- _WHAT TO WORK ON_: If a line contains "else resolution fails.", it is the last one to write out; begin with the first line of the records and copy each exactly.

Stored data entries
-*-

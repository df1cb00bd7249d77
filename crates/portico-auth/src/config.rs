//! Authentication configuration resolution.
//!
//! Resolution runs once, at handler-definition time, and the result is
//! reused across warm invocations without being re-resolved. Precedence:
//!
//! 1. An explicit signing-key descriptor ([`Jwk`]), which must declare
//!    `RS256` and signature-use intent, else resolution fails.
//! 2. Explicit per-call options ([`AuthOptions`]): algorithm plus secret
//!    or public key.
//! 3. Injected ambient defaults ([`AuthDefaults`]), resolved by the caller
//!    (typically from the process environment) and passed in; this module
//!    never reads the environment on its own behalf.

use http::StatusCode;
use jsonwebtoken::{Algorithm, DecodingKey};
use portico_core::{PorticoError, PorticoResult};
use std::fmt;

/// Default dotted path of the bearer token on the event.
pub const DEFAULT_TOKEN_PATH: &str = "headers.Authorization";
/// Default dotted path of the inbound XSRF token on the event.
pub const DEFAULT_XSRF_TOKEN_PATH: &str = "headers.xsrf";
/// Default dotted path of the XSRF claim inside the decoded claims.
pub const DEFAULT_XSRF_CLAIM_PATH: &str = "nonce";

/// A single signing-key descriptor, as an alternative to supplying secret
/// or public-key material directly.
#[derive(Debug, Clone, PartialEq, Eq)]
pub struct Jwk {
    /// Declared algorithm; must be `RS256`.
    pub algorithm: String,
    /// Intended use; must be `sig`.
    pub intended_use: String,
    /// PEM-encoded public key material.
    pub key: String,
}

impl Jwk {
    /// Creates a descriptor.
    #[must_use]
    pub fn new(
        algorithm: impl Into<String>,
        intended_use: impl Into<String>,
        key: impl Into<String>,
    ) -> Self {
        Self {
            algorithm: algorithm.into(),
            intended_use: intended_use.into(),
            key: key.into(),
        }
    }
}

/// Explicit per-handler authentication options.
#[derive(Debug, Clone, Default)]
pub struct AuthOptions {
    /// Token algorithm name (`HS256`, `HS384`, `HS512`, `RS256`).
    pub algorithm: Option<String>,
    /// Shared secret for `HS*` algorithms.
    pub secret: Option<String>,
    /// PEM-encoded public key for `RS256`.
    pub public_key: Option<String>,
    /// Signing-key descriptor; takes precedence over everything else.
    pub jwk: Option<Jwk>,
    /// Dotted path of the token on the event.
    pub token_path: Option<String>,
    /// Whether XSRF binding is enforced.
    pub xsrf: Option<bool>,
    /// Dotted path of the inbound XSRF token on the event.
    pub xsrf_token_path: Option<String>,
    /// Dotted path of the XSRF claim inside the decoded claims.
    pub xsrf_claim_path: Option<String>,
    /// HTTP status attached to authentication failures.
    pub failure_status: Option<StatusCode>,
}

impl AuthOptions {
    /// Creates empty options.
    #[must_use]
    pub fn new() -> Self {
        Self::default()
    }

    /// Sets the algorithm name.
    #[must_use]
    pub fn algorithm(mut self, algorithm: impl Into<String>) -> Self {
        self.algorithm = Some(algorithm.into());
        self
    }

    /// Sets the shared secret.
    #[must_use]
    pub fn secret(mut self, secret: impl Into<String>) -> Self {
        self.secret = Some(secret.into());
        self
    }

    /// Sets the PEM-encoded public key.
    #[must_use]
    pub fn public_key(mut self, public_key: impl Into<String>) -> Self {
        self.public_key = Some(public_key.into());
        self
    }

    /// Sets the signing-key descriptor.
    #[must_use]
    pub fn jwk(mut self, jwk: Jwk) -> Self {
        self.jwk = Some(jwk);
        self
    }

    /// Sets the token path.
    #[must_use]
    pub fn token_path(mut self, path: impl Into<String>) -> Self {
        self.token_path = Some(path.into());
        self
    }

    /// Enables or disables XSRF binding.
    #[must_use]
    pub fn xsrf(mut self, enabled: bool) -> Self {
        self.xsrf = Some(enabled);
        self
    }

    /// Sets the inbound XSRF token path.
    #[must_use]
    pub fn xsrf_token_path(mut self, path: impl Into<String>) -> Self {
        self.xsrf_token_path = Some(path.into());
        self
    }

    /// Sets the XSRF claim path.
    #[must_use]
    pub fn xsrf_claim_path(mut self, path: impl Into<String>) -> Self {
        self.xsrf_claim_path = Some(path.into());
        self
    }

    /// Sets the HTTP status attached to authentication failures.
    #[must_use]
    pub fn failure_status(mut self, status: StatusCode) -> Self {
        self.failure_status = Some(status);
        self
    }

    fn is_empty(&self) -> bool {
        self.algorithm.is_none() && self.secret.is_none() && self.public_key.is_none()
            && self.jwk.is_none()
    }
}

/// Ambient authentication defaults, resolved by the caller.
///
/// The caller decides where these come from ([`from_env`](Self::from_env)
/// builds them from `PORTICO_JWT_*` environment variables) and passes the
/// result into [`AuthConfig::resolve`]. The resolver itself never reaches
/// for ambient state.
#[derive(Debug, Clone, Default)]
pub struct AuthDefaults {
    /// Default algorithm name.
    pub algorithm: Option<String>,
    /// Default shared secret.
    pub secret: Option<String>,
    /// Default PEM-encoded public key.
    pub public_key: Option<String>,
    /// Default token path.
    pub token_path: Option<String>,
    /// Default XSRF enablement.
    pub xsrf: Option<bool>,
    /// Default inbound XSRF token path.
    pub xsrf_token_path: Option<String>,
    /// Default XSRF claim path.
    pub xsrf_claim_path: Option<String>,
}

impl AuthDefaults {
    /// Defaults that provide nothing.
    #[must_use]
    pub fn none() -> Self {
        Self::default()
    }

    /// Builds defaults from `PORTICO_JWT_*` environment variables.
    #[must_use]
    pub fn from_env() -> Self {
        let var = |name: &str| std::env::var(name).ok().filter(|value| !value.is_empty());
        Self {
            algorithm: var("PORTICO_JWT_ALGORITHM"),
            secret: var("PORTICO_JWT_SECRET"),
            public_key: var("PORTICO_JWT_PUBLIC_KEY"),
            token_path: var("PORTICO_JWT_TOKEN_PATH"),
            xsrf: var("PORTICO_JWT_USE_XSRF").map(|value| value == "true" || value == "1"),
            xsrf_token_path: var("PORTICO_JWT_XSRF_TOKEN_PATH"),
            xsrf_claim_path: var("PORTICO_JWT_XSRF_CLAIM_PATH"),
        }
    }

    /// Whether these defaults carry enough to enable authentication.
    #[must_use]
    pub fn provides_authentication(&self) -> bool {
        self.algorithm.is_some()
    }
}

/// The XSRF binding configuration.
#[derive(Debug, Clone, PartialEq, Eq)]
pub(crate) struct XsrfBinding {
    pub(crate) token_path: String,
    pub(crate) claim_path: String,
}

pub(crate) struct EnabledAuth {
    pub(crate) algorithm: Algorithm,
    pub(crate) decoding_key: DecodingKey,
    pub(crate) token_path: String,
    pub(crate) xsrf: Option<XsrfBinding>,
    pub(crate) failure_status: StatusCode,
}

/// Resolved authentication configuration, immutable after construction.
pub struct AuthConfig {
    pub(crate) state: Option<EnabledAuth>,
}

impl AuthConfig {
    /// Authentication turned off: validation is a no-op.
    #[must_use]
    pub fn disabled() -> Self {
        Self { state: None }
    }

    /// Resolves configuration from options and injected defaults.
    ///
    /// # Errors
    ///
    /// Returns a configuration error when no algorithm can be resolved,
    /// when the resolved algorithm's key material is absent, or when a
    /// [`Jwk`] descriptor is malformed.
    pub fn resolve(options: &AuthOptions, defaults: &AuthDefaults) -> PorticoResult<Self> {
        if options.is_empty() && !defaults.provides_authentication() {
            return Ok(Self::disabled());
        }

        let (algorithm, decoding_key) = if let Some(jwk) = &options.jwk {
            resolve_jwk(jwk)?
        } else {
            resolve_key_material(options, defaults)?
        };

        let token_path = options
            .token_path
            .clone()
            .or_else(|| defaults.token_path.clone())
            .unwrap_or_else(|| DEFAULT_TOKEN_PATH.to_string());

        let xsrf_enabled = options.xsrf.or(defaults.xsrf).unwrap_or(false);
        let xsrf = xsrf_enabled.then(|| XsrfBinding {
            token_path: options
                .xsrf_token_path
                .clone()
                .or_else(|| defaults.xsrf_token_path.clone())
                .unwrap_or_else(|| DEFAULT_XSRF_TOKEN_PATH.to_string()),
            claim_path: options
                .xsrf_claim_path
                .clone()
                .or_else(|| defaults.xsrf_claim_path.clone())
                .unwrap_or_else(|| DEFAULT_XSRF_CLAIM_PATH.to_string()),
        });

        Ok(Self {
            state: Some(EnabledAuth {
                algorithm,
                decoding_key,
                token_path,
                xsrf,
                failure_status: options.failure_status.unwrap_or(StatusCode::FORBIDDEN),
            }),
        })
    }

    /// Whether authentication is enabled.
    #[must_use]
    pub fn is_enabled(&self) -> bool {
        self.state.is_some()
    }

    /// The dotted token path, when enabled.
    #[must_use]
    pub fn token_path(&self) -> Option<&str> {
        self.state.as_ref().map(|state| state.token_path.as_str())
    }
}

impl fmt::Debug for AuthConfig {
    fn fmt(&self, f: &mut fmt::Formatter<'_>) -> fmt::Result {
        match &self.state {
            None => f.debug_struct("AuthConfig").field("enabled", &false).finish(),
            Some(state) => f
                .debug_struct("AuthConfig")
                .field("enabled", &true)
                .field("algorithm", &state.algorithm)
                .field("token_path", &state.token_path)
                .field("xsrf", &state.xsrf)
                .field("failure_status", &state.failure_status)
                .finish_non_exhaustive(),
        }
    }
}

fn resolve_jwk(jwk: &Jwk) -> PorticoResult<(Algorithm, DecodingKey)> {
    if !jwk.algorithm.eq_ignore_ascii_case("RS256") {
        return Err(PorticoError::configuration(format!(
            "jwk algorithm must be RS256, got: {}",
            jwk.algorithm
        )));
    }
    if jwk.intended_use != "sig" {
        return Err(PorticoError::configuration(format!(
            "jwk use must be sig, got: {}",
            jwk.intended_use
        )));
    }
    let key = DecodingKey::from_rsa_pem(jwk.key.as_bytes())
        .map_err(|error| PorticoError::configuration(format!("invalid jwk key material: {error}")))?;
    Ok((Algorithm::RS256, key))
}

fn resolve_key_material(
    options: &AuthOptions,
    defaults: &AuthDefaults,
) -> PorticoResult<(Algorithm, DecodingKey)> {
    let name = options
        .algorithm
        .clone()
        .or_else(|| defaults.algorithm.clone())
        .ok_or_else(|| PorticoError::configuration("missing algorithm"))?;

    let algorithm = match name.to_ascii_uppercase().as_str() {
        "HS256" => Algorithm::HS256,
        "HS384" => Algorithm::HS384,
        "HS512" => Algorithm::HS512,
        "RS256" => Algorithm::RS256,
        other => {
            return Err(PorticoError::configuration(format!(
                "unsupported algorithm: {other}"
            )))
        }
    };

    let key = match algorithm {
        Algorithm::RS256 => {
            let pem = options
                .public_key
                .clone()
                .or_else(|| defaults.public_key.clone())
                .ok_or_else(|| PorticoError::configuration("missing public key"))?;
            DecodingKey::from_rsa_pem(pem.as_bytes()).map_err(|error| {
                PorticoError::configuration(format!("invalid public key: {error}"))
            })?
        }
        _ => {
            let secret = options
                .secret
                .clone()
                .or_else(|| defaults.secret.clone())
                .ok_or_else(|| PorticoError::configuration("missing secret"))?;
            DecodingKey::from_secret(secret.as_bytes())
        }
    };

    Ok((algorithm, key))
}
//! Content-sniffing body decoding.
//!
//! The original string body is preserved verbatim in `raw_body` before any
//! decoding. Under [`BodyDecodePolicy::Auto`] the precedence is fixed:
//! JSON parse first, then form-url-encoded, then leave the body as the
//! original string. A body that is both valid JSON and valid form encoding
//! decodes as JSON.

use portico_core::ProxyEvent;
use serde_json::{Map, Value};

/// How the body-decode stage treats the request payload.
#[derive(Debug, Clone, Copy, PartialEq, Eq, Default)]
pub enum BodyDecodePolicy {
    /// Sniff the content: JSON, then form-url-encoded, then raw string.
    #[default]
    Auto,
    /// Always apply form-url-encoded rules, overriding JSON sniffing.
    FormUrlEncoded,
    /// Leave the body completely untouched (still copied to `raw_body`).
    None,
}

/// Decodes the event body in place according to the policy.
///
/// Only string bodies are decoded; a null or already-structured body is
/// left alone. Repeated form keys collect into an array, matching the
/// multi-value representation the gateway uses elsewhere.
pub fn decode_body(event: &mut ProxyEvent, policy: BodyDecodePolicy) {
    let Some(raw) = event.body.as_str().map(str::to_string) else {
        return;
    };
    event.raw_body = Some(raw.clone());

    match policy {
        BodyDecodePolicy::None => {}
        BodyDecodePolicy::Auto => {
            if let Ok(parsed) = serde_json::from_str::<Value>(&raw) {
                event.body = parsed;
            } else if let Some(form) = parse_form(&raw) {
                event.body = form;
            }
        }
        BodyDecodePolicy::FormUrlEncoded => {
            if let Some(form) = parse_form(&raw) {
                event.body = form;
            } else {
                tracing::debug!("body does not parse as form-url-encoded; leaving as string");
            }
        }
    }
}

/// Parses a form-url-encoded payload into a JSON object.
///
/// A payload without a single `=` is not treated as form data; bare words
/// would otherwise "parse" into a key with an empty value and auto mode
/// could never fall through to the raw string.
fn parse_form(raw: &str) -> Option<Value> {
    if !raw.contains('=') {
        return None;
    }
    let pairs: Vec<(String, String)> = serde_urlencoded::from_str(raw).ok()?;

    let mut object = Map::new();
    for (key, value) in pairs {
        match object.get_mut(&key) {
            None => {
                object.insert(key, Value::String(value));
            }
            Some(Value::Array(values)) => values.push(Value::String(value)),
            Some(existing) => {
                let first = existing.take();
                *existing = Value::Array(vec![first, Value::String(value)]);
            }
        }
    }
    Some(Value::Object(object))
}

-*-

- _OUTPUT BELOW_:
repository df1cb00bd7249d77
filename crates/portico-auth/src/config.rs
//! Authentication configuration resolution.
//!
//! Resolution runs once, at handler-definition time, and the result is
//! reused across warm invocations without being re-resolved. Precedence:
//!
//! 1. An explicit signing-key descriptor ([`Jwk`]), which must declare
//!    `RS256` and signature-use intent, else resolution fails.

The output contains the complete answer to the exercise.